Major question: Why one and done?
Updated: Jul 16, 2020
There are 141 men who have only ever won one major championship, 41 who’ve made the Open Championship their only major victory.
Why one and done for so many?
Darren Clarke and Ben Curtis (above) are among that 141-player club. They are the last two winners of Open Championships held at Royal St George’s, where the Open Championship was to have been held this week before coronavirus wrecked our world.
They join St George’s champions in Bill Rogers (1981), Reg Whitcombe (1938) and Jack White (1904) to make the Open at Royal St George’s their only major victories. JH Taylor, Harry Vardon, Walter Hagen (twice), Henry Cotton, Bobby Locke, Sandy Lyle and Greg Norman also won Opens at St George’s.
Why did Taylor, Vardon and co win multiple majors when Clarke, Curtis et al only ever pulled off one major victory? Curtis is part of a neat golf trivia question: 2003 was the first year since all four majors were held in the same year that four men would win their one and only major championships. Mike Weir won the Masters, Jim Furyk the U.S. Open and Shaun Micheel the PGA Championship. The 2016 season saw four, so far, one-time major winners in Danny Willett, Dustin Johnson, Henrik Stenson and Jimmy Walker.
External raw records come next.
// src/runtime/mod.rs
// Constructed runtime root. Everything the subsystems used to reach for as a
// global lives here and is passed by reference: queue, bus, memory,
// scheduler, tool registry, agent loop.

use anyhow::{Result, anyhow};
use parking_lot::Mutex;
use serde::Serialize;
use std::collections::{HashMap, VecDeque};
use std::path::PathBuf;
use std::sync::Arc;
use std::sync::OnceLock;
use tokio::sync::broadcast;
use tracing::{info, warn};

use crate::agent::{AgentLoop, AgentOptions, TokenCallback};
use crate::config::{AgentConfig, HeartbeatConfig};
use crate::events::{EventBus, ToolEvent};
use crate::llm::{ChatMessage, EstimateCounter, LlmClient, OpenAiClient, TokenCounter};
use crate::memory::{MemoryHealth, MemoryManager};
use crate::queue::{Lane, LaneCounters, LaneQueue, TaskReply, TaskResult, TaskStatus};
use crate::scheduler::{Clock, ReminderRunner, Scheduler, SchedulerHealth, SystemClock};
use crate::skills::SkillCatalogue;
use crate::tools::{
    ToolRegistry, browser, memory_tools, scheduler_tools, search, social, time, wallet,
};

/// Session history ring bound. Persisted memory, not this ring, carries
/// anything durable.
const SESSION_RING_CAP: usize = 50;

#[derive(Debug, Clone, Copy, PartialEq, Eq, Serialize)]
#[serde(rename_all = "lowercase")]
pub enum AgentStatus {
    Idle,
    Thinking,
    Streaming,
}

#[derive(Debug, Clone, Serialize)]
pub struct StatusProbe {
    pub agent: AgentProbe,
    pub queue: HashMap<Lane, LaneCounters>,
    pub heartbeat: HeartbeatConfig,
}

#[derive(Debug, Clone, Serialize)]
pub struct AgentProbe {
    pub status: AgentStatus,
    pub model: String,
    pub context_window: usize,
}

/// External collaborator clients, injectable for tests.
pub struct Collaborators {
    pub wallet: Arc<dyn wallet::WalletProvider>,
    pub search: Arc<dyn search::SearchClient>,
    pub social: Arc<dyn social::SocialClient>,
    pub browser: Arc<dyn browser::BrowserClient>,
}

impl Collaborators {
    /// Default wiring from the environment.
    pub fn from_env() -> Self {
        let rpc_url = std::env::var("WALLET_RPC_URL")
            .unwrap_or_else(|_| "http://127.0.0.1:8545".to_string());
        let address = std::env::var("WALLET_ADDRESS").unwrap_or_default();
        let search_url = std::env::var("SEARCH_BASE_URL")
            .unwrap_or_else(|_| "https://api.perplexity.ai".to_string());
        let search_key = std::env::var("SEARCH_API_KEY").unwrap_or_default();
        let social_url = std::env::var("SOCIAL_API_URL")
            .unwrap_or_else(|_| "http://127.0.0.1:8800".to_string());
        let social_token = std::env::var("SOCIAL_API_TOKEN").unwrap_or_default();

        Self {
            wallet: Arc::new(wallet::JsonRpcWallet::new(rpc_url, address)),
            search: Arc::new(search::PerplexityClient::new(search_url, search_key)),
            social: Arc::new(social::HttpSocialClient::new(social_url, social_token)),
            browser: Arc::new(browser::HttpBrowser::new()),
        }
    }
}

pub struct Runtime {
    config: Arc<AgentConfig>,
    queue: Arc<LaneQueue>,
    bus: EventBus,
    memory: Arc<MemoryManager>,
    scheduler: Arc<Scheduler>,
    agent: Arc<AgentLoop>,

    session: Mutex<VecDeque<ChatMessage>>,
    session_path: PathBuf,
    status: Arc<Mutex<AgentStatus>>,
}

impl Runtime {
    /// Build the full runtime with default collaborators and the system
    /// clock. Fails only on construction-time problems (the missing-LLM-key
    /// failure already happened in `AgentConfig::from_env`).
    pub async fn new(config: AgentConfig) -> Result<Arc<Self>> {
        let llm: Arc<dyn LlmClient> = Arc::new(OpenAiClient::new(
            config.llm.base_url.clone(),
            config.llm.api_key.clone(),
        ));
        Self::with_parts(
            config,
            llm,
            Collaborators::from_env(),
            Arc::new(SystemClock),
            Arc::new(EstimateCounter),
        )
        .await
    }

    /// Fully injectable constructor (tests swap the LLM, collaborators, and
    /// clock).
    pub async fn with_parts(
        config: AgentConfig,
        llm: Arc<dyn LlmClient>,
        collaborators: Collaborators,
        clock: Arc<dyn Clock>,
        counter: Arc<dyn TokenCounter>,
    ) -> Result<Arc<Self>> {
        let config = Arc::new(config);
        let bus = EventBus::new();
        let queue = LaneQueue::new();

        let memory = Arc::new(MemoryManager::new(
            config.memory.clone(),
            llm.clone(),
            config.summarizer_resilience.clone(),
        ));

        let skills = Arc::new(SkillCatalogue::load(&config.skills_dir).await);

        // The scheduler's runner reaches the agent loop through a slot that
        // is filled after the registry (which needs the scheduler) exists.
        let agent_slot: Arc<OnceLock<Arc<AgentLoop>>> = Arc::new(OnceLock::new());
        let runner: ReminderRunner = {
            let agent_slot = agent_slot.clone();
            let queue = queue.clone();
            Arc::new(move |prompt: String, lane: Lane| {
                let agent_slot = agent_slot.clone();
                let queue = queue.clone();
                Box::pin(async move {
                    let agent = agent_slot
                        .get()
                        .cloned()
                        .ok_or_else(|| anyhow!("agent loop not wired yet"))?;
                    let receiver = queue.submit(lane, async move {
                        let outcome = agent
                            .run_agent(&prompt, Vec::new(), None, AgentOptions::default())
                            .await?;
                        Ok(TaskReply {
                            reply: outcome.reply,
                            history: outcome.history,
                        })
                    });
                    let result = receiver
                        .await
                        .map_err(|_| anyhow!("lane task dropped before completion"))?;
                    match result.status {
                        TaskStatus::Completed => Ok(TaskReply {
                            reply: result.reply,
                            history: result.history,
                        }),
                        TaskStatus::Failed => Err(anyhow!(
                            result.error.unwrap_or_else(|| "task failed".to_string())
                        )),
                    }
                })
            })
        };

        let scheduler = Scheduler::new(
            config.scheduler.clone(),
            config.memory.data_dir.join("scheduler/state.json"),
            config.scheduler_resilience.clone(),
            runner,
            clock,
        )
        .await;

        // Capability table: immutable once built.
        let mut builder = ToolRegistry::builder().register(time::datetime_tool());
        for spec in wallet::wallet_tools(collaborators.wallet.clone()) {
            builder = builder.register(spec);
        }
        builder = builder.register(search::search_tool(collaborators.search.clone()));
        for spec in social::social_tools(collaborators.social.clone()) {
            builder = builder.register(spec);
        }
        builder = builder.register(browser::browser_tool(collaborators.browser.clone()));
        for spec in scheduler_tools::scheduler_tools(scheduler.clone()) {
            builder = builder.register(spec);
        }
        for spec in memory_tools::memory_tools(memory.clone()) {
            builder = builder.register(spec);
        }
        let registry = builder.build(bus.clone());
        info!("Tool registry ready: {} tools", registry.names().len());

        let agent = Arc::new(AgentLoop::new(
            llm,
            config.agent_resilience.clone(),
            registry,
            memory.clone(),
            skills,
            counter,
            config.llm.clone(),
            config.persona.clone(),
        ));
        agent_slot
            .set(agent.clone())
            .map_err(|_| anyhow!("agent slot filled twice"))?;

        let session_path = config.memory.data_dir.join("session/history.json");
        let runtime = Arc::new(Self {
            config,
            queue,
            bus,
            memory,
            scheduler,
            agent,
            session: Mutex::new(VecDeque::new()),
            session_path,
            status: Arc::new(Mutex::new(AgentStatus::Idle)),
        });
        runtime.load_session().await;

        Ok(runtime)
    }

    pub fn start_scheduler(self: &Arc<Self>) {
        self.scheduler.start();
    }

    pub fn scheduler(&self) -> &Arc<Scheduler> {
        &self.scheduler
    }

    pub fn memory(&self) -> &Arc<MemoryManager> {
        &self.memory
    }

    pub fn agent(&self) -> &Arc<AgentLoop> {
        &self.agent
    }

    /// Submit a user turn with explicit history. The returned result is
    /// always a value; failures surface as `status: Failed`.
    pub async fn submit_task(
        self: &Arc<Self>,
        user_message: &str,
        history: Vec<ChatMessage>,
        lane: Lane,
        on_token: Option<TokenCallback>,
    ) -> TaskResult {
        let agent = self.agent.clone();
        let status = self.status.clone();
        let message = user_message.to_string();

        *status.lock() = AgentStatus::Thinking;
        let streaming_status = status.clone();
        let wrapped_token: Option<TokenCallback> = Some(Arc::new(move |token: &str| {
            *streaming_status.lock() = AgentStatus::Streaming;
            if let Some(inner) = &on_token {
                inner(token);
            }
        }));

        let receiver = self.queue.submit(lane, async move {
            let outcome = agent
                .run_agent(&message, history, wrapped_token, AgentOptions::default())
                .await?;
            Ok(TaskReply {
                reply: outcome.reply,
                history: outcome.history,
            })
        });

        let result = match receiver.await {
            Ok(result) => result,
            Err(_) => {
                warn!("lane task dropped before completion");
                TaskResult {
                    id: uuid::Uuid::new_v4().to_string(),
                    lane,
                    reply: String::new(),
                    history: Vec::new(),
                    status: TaskStatus::Failed,
                    error: Some("task dropped".to_string()),
                    started_at: chrono::Utc::now(),
                    completed_at: chrono::Utc::now(),
                }
            }
        };
        *status.lock() = AgentStatus::Idle;
        result
    }

    /// Conversation-ring variant: uses and updates the runtime's own bounded
    /// session history, persisting the sanitized form.
    pub async fn chat(self: &Arc<Self>, user_message: &str, on_token: Option<TokenCallback>) -> TaskResult {
        let history: Vec<ChatMessage> = self.session.lock().iter().cloned().collect();
        let result = self
            .submit_task(user_message, history, Lane::Fast, on_token)
            .await;

        if result.status == TaskStatus::Completed {
            {
                let mut session = self.session.lock();
                session.clear();
                session.extend(result.history.iter().cloned());
                while session.len() > SESSION_RING_CAP {
                    session.pop_front();
                }
            }
            self.save_session().await;
        }
        result
    }

    pub async fn status(&self) -> StatusProbe {
        StatusProbe {
            agent: AgentProbe {
                status: *self.status.lock(),
                model: self.agent.model().to_string(),
                context_window: self.agent.context_window(),
            },
            queue: self.queue.all_counters(),
            heartbeat: self.scheduler.heartbeat().await,
        }
    }

    pub fn subscribe_events(&self) -> broadcast::Receiver<ToolEvent> {
        self.bus.subscribe()
    }

    pub async fn scheduler_health(&self) -> SchedulerHealth {
        self.scheduler.health_metrics().await
    }

    pub async fn memory_health(&self) -> MemoryHealth {
        self.memory.health().await
    }

    // ---- Session persistence ----------------------------------------------

    async fn save_session(&self) {
        let sanitized: Vec<ChatMessage> =
            self.session.lock().iter().map(|m| m.sanitized()).collect();
        match serde_json::to_string_pretty(&sanitized) {
            Ok(json) => {
                if let Err(e) = crate::utils::atomic_write(&self.session_path, &json).await {
                    warn!("Failed to persist session history: {}", e);
                }
            }
            Err(e) => warn!("Failed to serialize session history: {}", e),
        }
    }

    async fn load_session(&self) {
        let Ok(content) = tokio::fs::read_to_string(&self.session_path).await else {
            return;
        };
        match serde_json::from_str::<Vec<ChatMessage>>(&content) {
            Ok(messages) => {
                let mut session = self.session.lock();
                session.extend(messages);
                while session.len() > SESSION_RING_CAP {
                    session.pop_front();
                }
            }
            Err(e) => warn!("Session history unreadable ({}), starting fresh", e),
        }
    }

    pub fn config(&self) -> &AgentConfig {
        &self.config
    }

    pub async fn shutdown(&self) {
        self.scheduler.stop();
        self.save_session().await;
        info!("Runtime shut down");
    }
}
Curtis knew he was going to win before he played the fourth round. On the eve of the final day, wife Candace asked:
“How do you feel about tomorrow.”
Curtis came back with a four-word response:
"I'm going to win."
“I mean, it wasn't cocky or anything, just felt comfortable. I wasn't nervous or anything.”
When Clarke won he said:
“I can't put my finger on what's been different this week. I've just been very comfortable.”
Why were both comfortable that week and no other week in a major tournament?
The 1989 European Open featured a field that included Ian Woosnam, Sandy Lyle, Nick Faldo, Colin Montgomerie, Sam Torrance, Mark James, Vijay Singh, Howard Clark, Tony Johnstone, Ronan Rafferty, Ken Brown and Gordon Brand Jnr. England’s Andrew Murray won. It was his only European Tour win.
Murray had a second-place finish to David Gilford in the 1994 Turespana Open de Tenerife, which was ironic since Murray was Gilford’s manager at the time. Murray never came close to winning again.
One of the nicest guys you could ever meet, I now consider Andrew a good friend. I asked him years later what was different that week at Walton Heath. His response was probably similar to those 141 one-time major winners.
“I haven’t got the faintest idea,” Andrew replied.
As Betsy Rawls once said:
“Golf is a game in which perfection stays just out of touch.”
At least Rawls found perfection in eight major championships, unlike a fellow University of Texas graduate. Tom Kite won the 1991 U.S. Open at Pebble Beach and that was it for his major trophy haul. He perhaps summed up this game perfectly when he said:
“This damn game makes cry babies out of all of us at some point or another.”
There have been lots of tears in major championships. Strange that so many only cried tears of celebration once.
A wee bonus for stat lovers:
As noted, 41 Open champions count winning the game’s oldest championship as their one and only major victory. That’s from 148 Opens.
Nineteen players have made the Masters their only major win from the 83 that have been held.
Forty-four players from 119 championships count the U.S. Open as their only major victory.
The figure is 37 out of 101 for the PGA Championship.
(I highly recommend Alun Evans book The Golf Majors for a treasure trove of great major championship stats.)